Areas of Specialty Mitochondria are organelles involved in both life and death processes within all eukaryotic
cells. These organelles release pro-death mediators during early apoptosis; and this
release represents the commitment step of programmed cell death. The Bcl-2 family
of proteins is a key regulator of the mitochondrial response to apoptotic signals.
This family contains both pro- (Bax and Bak) and anti- (Bcl-2 and Bcl-xL) apoptotic
members. All these proteins eventually localize to mitochondria and finely regulate
the release of apoptotic mediators. The focus of my research is to understand the
mechanisms that underlie and control this release of mitochondrial proteins during
both physiological and pathophysiological conditions.
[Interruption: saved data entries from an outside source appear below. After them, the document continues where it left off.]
// Copyright (c) 2026 bad-antics
// Licensed under the MIT License. See LICENSE file in the project root.
// https://github.com/bad-antics/thermowatch

//! Error types

use thiserror::Error;

use crate::core::EventKind;

/// Errors raised by the thermostat core
#[derive(Debug, Error)]
pub enum ThermostatError {
    /// Thresholds do not satisfy `warning < emergency`
    #[error("invalid threshold configuration: warning {warning} must be below emergency {emergency}")]
    InvalidConfiguration {
        /// Requested warning level
        warning: f64,
        /// Requested emergency level
        emergency: f64,
    },

    /// A subscriber failed while handling an event
    #[error("handler for {kind} failed")]
    HandlerFailure {
        /// Kind of the event being dispatched
        kind: EventKind,
        /// Error returned by the handler
        #[source]
        source: anyhow::Error,
    },

    /// Configuration file is unusable
    #[error("configuration error: {0}")]
    Config(String),
}

/// Result alias for thermostat core operations
pub type Result<T> = std::result::Result<T, ThermostatError>;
The upregulation of the anti-apoptotic Bcl-2 and/or Bcl-xL leads to a resistance to
apoptosis associated with tumor formation. Mimicking this status through Bcl-2 or
Bcl-xL overexpression induces the inhibition of mitochondrial permeabilization. Interestingly
however, Bcl-2 or Bcl-xL overexpression leads to an increase of Bax in the mitochondrial
outer membrane. Thus, Bcl-2 and Bcl-xL seem to antagonize Bax in healthy cells, but
these proteins may become “partners in crime” to eliminate tumors by allowing the
accumulation of Bax at the mitochondria. The objectives of our laboratory are then
to investigate the molecular mechanisms through which Bcl-2 and Bcl-xL capture Bax
at the mitochondria and how this phenomenon could allow to specifically kill cancer
cells. We will more particularly study the effects of Bcl-2/xL expression levels on
mitochondrial Bax interactome. Finally, the influence of Bcl-2/xL binding capacity
to Bax on cell bioenergetics will also be investigated as metabolic alterations are
a common feature in several types of tumors.